La responsabilità della povertà di un Paese è ovviamente della sua classe dirigente. Peggio, tale classe dirigente, approfitta dell’ignoranza e della povertà della popolazione e accumula le ricchezze che provengono dagli aiuti umanitari. Non solo, ma per mantenere i privilegi della casta, diffonde corruzione, in modo da tappare la bocca a chiunque protesti; oppure agisce con repressione per la stessa finalità.

La strada è lunga perché un Paese si evolva, ma non c’è alternativa. Dimostrano questa voglia di crescita Paesi emergenti già avanti come il Marocco e la Tunisia.

 
Il Brasile, altro importante Paese emergente, è riuscito, con la saggia guida di Luiz Inacio Lula Da Silva, ad affrancarsi dal petrolio, rispondendo alle necessità energetiche con immense colture di barbabietola e canna da zucchero, con cui si produce l’alcol che serve ai motori e alla produzione di energia. L’Africa è il continente che ha più bisogno d’investimenti, la terza leva dello sviluppo. Senza logistica, trasporti, infrastrutture (strade, porti, aeroporti, binari, reti telematiche, ponti telefonici e via enumerando) ormai nessun Paese può fare un passo avanti. Per fare investimenti occorrono risorse finanziarie, però queste ci sono e in abbondanza. Hanno bisogno di essere impiegate in modo redditizio anche di lungo periodo, fino a 50 anni.
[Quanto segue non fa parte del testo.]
//! Construction of the signed request body for one iteration.
use std::{
    sync::{
        Arc,
        atomic::{AtomicU64, Ordering},
    },
    time::{SystemTime, UNIX_EPOCH},
};

use serde::{Deserialize, Serialize};

use crate::signer::Signer;

/// Produces strictly increasing nanosecond timestamps.
///
/// Wall-clock nanoseconds are used when they move forward; when two callers
/// land on the same tick (or the clock steps back) the previous value is bumped
/// by one, so no two ids of a run ever share a timestamp.
#[derive(Debug, Default)]
pub struct IterationIds {
    last: AtomicU64,
}

impl IterationIds {
    pub fn new() -> Self {
        Self::default()
    }

    pub fn next_timestamp(&self) -> u64 {
        let now = unix_nanos();
        let prev = self
            .last
            .fetch_update(Ordering::AcqRel, Ordering::Acquire, |last| {
                Some(now.max(last.saturating_add(1)))
            })
            .unwrap_or_else(|last| last);
        now.max(prev.saturating_add(1))
    }

    /// `<timestamp_ns>:<phone_number>`
    pub fn next_id(&self, phone_number: &str) -> String {
        format!("{}:{phone_number}", self.next_timestamp())
    }
}

fn unix_nanos() -> u64 {
    SystemTime::now()
        .duration_since(UNIX_EPOCH)
        .map(|d| u64::try_from(d.as_nanos()).unwrap_or(u64::MAX))
        .unwrap_or_default()
}

/// Body of the init call. Field order is the order expected by the target.
#[derive(Debug, Clone, PartialEq, Eq, Serialize, Deserialize)]
#[serde(rename_all = "camelCase")]
pub struct InitPayload {
    pub request_id: String,
    pub order_id: String,
    pub phone_number: String,
    pub token: String,
    pub lang: String,
    pub partner_client_id: String,
    pub amount: u64,
    pub signature: String,
}

/// A request ready to be sent.
#[derive(Debug, Clone)]
pub struct BuiltRequest {
    pub iteration_id: String,
    pub body: Vec<u8>,
}

/// The exact message covered by the signature.
pub fn signature_message(order_id: &str, amount: u64, token: &str) -> String {
    format!("orderId={order_id}&amount={amount}&token={token}")
}

/// Builds signed payloads for the init endpoint.
#[derive(Clone)]
pub struct RequestBuilder {
    signer: Arc<dyn Signer>,
    ids: Arc<IterationIds>,
    amount: u64,
    lang: String,
}

impl RequestBuilder {
    pub fn new(signer: Arc<dyn Signer>, amount: u64, lang: impl Into<String>) -> Self {
        Self {
            signer,
            ids: Arc::new(IterationIds::new()),
            amount,
            lang: lang.into(),
        }
    }

    /// Compose the payload for one iteration.
    pub fn payload(&self, phone_number: &str, token: &str) -> InitPayload {
        let iteration_id = self.ids.next_id(phone_number);
        let signature = self
            .signer
            .sign(&signature_message(&iteration_id, self.amount, token));
        InitPayload {
            request_id: iteration_id.clone(),
            order_id: iteration_id,
            phone_number: phone_number.to_owned(),
            token: token.to_owned(),
            lang: self.lang.clone(),
            partner_client_id: phone_number.to_owned(),
            amount: self.amount,
            signature,
        }
    }

    /// Compose and serialize the payload for one iteration.
    pub fn build(&self, phone_number: &str, token: &str) -> Result<BuiltRequest, serde_json::Error> {
        let payload = self.payload(phone_number, token);
        let body = serde_json::to_vec(&payload)?;
        Ok(BuiltRequest {
            iteration_id: payload.request_id,
            body,
        })
    }
}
I consumi interni costituiscono un’altra leva dello sviluppo, ma se non c’è sufficiente ricchezza endogena, non si può alimentare il circolo che fa girare le industrie di prodotti e servizi. Ed ecco la quinta leva dello sviluppo: gli impianti con cui deve crescere una classe imprenditoriale. Anche per questa strada occorrono decenni, ma bisogna pur cominciare.
Dopo il 9 novembre 1989, giorno della caduta del muro di Berlino, la Germania Ovest, nell’inglobare la Germania Est, ha dovuto affrontare immensi problemi. Il più grave consisteva nell’assenza di una classe imprenditoriale. 62 anni di comunismo avevano tagliato la voglia di fare e di intraprendere.
Però, in 20 anni, la Germania dell’Est ha uno sviluppo molto vicino a quello dell’Ovest, cosa che non è avvenuta nel Mezzogiorno d’Italia, a distanza di 63 anni dal referendum (2 giugno 1946). “Datevi da fare” ha detto a voce alta e chiara Obama ai ghanesi, non aspettate solo i salvatori della patria. Come dire “Aiutati che Dio ti aiuta” (Benjamin Franklin, 1706-1790).
Saltando dai Paesi sottosviluppati al nostro Mezzogiorno sottosviluppato, sarà opportuno che anche noi ci diamo da fare, chiedendo al Governo regole certe di funzionamento ma anche equa ripartizione delle risorse, cancellando dal nostro vocabolario la parola “aiuti” e inserendo quella di “perequazione”. Non abbiamo bisogno di vantaggi ma di interventi di riequilibrio fra Sud e Nord.